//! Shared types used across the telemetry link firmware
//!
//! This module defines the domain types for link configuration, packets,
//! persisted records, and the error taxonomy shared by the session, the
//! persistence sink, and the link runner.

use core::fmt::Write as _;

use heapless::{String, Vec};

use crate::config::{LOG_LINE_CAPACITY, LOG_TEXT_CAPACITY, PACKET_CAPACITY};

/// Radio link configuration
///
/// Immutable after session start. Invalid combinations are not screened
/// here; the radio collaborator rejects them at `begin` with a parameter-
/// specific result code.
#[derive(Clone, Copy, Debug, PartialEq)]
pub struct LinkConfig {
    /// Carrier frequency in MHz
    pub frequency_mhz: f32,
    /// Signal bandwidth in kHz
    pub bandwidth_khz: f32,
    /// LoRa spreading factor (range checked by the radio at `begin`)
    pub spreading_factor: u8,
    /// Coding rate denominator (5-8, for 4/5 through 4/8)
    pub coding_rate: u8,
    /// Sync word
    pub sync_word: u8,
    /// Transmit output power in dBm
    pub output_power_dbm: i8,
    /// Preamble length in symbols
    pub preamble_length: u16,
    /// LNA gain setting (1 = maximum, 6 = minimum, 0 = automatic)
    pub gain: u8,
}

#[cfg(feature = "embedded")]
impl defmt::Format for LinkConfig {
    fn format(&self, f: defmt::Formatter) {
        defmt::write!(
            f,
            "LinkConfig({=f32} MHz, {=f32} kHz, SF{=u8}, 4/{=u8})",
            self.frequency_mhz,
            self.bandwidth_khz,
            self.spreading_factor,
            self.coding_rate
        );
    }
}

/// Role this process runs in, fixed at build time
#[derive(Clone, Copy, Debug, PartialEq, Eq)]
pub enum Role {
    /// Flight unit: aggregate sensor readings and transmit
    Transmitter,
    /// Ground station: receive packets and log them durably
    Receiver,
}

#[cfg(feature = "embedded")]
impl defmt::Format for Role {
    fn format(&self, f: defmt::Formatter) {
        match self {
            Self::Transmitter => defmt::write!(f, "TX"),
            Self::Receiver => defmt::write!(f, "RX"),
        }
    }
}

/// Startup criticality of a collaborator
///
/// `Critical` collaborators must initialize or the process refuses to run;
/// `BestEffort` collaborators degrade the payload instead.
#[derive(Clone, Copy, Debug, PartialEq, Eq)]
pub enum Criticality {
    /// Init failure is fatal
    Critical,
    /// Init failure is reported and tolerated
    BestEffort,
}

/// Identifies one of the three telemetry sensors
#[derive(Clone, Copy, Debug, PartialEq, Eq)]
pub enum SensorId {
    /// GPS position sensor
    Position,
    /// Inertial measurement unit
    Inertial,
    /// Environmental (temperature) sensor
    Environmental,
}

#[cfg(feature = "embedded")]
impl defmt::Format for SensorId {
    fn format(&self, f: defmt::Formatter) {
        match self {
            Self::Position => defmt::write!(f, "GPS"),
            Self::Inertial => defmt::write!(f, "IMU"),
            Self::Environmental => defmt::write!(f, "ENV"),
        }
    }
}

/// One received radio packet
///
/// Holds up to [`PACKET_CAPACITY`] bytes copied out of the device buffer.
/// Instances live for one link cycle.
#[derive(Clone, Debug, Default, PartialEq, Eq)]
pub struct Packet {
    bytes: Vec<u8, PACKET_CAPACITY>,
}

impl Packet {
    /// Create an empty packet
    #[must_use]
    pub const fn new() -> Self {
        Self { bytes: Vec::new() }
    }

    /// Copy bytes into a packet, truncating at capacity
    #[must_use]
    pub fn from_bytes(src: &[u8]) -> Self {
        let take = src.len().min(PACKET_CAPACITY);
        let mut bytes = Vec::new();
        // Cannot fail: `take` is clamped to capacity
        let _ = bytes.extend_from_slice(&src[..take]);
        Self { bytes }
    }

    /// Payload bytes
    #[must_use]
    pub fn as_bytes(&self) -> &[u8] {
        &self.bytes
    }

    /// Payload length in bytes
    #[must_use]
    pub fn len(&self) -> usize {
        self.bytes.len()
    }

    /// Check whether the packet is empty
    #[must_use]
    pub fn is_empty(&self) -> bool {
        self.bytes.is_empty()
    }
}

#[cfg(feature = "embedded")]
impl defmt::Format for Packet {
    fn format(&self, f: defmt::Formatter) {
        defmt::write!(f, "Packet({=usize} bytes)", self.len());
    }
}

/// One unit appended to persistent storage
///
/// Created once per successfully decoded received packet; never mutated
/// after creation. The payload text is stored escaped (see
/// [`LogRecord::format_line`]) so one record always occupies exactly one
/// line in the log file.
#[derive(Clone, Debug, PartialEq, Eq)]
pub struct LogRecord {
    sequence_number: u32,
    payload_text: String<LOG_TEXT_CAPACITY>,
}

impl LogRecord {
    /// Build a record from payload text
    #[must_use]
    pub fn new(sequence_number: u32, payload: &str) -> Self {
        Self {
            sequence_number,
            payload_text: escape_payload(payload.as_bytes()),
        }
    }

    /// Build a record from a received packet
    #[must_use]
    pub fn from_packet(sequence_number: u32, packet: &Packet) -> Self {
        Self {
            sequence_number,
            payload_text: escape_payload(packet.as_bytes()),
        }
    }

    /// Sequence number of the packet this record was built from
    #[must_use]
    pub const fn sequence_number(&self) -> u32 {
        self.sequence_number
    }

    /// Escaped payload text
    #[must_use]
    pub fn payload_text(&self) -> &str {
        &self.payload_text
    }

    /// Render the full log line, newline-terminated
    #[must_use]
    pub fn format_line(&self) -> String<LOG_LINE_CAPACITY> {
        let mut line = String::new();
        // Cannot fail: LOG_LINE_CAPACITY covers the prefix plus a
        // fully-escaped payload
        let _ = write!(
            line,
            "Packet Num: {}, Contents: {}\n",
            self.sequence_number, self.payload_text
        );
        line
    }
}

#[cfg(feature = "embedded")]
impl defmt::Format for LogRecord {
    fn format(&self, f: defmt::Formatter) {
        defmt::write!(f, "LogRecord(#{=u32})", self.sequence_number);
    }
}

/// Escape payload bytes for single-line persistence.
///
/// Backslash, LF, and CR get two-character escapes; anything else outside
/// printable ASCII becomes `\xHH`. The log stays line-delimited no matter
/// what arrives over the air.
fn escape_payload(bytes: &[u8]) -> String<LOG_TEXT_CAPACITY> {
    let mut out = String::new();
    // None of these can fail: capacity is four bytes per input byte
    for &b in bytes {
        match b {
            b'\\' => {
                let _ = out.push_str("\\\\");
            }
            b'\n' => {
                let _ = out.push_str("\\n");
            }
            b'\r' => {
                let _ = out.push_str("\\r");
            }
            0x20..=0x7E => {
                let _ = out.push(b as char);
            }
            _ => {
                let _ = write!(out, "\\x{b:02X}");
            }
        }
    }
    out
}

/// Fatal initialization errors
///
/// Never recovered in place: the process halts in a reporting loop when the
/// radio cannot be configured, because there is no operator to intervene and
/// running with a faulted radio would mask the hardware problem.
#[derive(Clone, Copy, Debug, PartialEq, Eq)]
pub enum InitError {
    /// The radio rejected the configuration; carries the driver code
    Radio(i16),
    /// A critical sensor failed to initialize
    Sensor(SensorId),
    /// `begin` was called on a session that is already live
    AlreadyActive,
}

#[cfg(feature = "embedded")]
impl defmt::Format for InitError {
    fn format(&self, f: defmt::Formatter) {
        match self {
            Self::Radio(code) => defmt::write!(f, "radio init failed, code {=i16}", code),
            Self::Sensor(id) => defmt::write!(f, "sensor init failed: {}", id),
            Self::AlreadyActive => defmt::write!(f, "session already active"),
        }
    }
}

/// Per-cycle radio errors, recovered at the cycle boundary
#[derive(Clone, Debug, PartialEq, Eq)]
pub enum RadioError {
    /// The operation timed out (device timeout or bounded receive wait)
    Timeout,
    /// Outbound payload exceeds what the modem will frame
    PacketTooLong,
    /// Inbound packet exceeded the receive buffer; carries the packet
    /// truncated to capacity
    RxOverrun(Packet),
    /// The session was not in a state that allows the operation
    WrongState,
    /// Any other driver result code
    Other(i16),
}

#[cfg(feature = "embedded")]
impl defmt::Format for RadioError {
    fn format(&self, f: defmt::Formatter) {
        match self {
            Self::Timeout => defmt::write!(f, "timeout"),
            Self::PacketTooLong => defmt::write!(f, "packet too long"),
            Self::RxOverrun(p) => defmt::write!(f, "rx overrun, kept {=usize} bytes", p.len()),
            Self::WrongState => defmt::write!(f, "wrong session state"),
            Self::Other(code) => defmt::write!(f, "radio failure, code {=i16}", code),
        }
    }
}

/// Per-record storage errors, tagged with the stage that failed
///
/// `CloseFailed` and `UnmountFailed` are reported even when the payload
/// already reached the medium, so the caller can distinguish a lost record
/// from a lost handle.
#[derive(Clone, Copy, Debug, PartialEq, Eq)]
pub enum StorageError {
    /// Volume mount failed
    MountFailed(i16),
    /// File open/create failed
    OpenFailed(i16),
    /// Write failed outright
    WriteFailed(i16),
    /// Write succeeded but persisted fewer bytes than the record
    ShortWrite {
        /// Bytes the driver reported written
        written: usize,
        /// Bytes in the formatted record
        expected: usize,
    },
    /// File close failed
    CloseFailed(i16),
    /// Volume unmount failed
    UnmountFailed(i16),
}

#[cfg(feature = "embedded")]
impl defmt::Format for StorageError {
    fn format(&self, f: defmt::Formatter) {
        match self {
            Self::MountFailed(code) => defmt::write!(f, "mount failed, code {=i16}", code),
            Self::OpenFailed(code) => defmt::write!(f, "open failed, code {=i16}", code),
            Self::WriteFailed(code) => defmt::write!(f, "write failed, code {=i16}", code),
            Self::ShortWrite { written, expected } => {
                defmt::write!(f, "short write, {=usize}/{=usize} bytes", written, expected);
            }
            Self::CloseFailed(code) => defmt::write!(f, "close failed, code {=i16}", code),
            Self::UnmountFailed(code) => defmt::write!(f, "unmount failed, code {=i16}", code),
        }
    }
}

##############################

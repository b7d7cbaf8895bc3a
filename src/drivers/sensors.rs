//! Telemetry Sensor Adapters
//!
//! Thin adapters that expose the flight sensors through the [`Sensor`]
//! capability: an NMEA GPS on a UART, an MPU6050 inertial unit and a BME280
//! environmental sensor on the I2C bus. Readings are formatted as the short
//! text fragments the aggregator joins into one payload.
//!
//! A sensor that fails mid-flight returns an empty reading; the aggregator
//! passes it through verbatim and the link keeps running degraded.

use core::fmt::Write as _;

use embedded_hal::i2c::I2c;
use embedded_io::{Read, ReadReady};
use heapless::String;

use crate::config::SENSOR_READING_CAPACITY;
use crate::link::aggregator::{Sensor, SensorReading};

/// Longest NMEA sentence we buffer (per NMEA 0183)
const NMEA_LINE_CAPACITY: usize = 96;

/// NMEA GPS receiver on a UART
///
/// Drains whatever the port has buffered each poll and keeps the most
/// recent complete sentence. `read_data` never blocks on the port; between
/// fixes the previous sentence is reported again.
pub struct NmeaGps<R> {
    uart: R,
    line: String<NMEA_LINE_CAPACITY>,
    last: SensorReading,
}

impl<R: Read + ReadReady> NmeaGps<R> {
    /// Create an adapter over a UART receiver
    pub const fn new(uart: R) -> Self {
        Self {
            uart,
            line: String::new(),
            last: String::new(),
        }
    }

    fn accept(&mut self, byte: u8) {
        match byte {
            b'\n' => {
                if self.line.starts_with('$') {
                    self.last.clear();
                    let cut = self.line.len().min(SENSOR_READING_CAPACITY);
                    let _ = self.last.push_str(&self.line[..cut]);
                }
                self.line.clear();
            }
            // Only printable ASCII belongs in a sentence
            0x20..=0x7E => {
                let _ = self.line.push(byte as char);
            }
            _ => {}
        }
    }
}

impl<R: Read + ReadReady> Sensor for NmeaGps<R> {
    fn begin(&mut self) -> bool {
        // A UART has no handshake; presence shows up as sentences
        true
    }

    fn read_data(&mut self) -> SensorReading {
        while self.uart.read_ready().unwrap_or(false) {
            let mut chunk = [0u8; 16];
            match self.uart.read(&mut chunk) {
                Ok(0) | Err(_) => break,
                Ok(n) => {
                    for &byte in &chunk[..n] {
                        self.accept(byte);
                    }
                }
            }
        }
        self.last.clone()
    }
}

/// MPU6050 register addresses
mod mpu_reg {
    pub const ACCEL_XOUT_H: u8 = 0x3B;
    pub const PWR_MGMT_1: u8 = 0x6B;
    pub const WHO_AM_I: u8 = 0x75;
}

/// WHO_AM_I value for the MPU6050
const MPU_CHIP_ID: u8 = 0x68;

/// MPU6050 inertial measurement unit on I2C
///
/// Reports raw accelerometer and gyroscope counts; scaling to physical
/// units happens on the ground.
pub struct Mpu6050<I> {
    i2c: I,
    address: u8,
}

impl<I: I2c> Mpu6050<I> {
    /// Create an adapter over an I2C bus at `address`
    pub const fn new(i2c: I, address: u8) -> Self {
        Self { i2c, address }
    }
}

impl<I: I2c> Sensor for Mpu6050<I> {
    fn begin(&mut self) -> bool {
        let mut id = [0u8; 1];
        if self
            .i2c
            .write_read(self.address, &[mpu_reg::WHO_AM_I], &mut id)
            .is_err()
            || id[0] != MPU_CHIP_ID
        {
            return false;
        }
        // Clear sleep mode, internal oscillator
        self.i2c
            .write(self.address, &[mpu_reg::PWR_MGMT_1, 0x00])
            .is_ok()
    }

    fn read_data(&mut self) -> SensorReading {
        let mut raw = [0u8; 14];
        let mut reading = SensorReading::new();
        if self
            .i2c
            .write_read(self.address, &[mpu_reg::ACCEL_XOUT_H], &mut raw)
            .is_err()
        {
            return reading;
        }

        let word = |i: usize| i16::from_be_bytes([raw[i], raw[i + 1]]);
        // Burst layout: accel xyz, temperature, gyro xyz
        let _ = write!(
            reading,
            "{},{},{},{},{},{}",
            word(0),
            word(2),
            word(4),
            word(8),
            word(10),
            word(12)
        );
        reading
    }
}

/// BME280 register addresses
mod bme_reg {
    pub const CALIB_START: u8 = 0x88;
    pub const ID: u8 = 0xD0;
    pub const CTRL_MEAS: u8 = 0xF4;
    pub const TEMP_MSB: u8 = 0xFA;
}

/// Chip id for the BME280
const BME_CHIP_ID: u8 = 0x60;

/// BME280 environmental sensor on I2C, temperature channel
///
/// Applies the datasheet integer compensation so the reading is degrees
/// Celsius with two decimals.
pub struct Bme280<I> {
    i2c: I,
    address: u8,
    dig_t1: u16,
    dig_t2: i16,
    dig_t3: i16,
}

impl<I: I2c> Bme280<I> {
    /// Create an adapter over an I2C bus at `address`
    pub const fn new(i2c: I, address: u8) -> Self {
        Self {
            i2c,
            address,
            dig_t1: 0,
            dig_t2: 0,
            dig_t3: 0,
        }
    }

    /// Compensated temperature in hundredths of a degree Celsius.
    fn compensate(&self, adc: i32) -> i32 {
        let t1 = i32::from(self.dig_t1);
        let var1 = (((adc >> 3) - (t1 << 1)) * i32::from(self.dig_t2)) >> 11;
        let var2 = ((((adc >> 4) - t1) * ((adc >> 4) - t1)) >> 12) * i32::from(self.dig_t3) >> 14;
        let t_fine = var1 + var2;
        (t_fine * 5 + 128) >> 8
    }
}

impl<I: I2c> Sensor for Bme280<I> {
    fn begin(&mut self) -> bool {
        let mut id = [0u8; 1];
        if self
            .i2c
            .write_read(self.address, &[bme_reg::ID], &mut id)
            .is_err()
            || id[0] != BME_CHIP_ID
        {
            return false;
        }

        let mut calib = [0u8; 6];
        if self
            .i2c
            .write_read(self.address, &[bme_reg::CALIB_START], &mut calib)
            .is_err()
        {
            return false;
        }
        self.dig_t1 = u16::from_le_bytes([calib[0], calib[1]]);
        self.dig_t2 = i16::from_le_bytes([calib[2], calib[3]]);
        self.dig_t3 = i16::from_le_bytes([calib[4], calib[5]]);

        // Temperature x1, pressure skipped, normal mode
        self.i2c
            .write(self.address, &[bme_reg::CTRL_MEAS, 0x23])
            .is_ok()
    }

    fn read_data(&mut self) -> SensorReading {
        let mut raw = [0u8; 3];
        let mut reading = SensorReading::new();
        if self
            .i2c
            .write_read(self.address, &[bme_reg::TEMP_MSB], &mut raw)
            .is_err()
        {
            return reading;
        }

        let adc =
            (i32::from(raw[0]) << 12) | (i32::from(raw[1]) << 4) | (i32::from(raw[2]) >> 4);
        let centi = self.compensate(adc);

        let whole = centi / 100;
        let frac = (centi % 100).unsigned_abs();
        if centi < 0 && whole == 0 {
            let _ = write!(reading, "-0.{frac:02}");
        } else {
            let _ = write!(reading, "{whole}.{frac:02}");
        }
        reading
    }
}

##############################

EXERCISE INSTRUCTIONS |
Using the listing above, count how many lines contain the word "LinkConfig" and, please, write only that number.

ANSWER TO THE PROBLEM |
3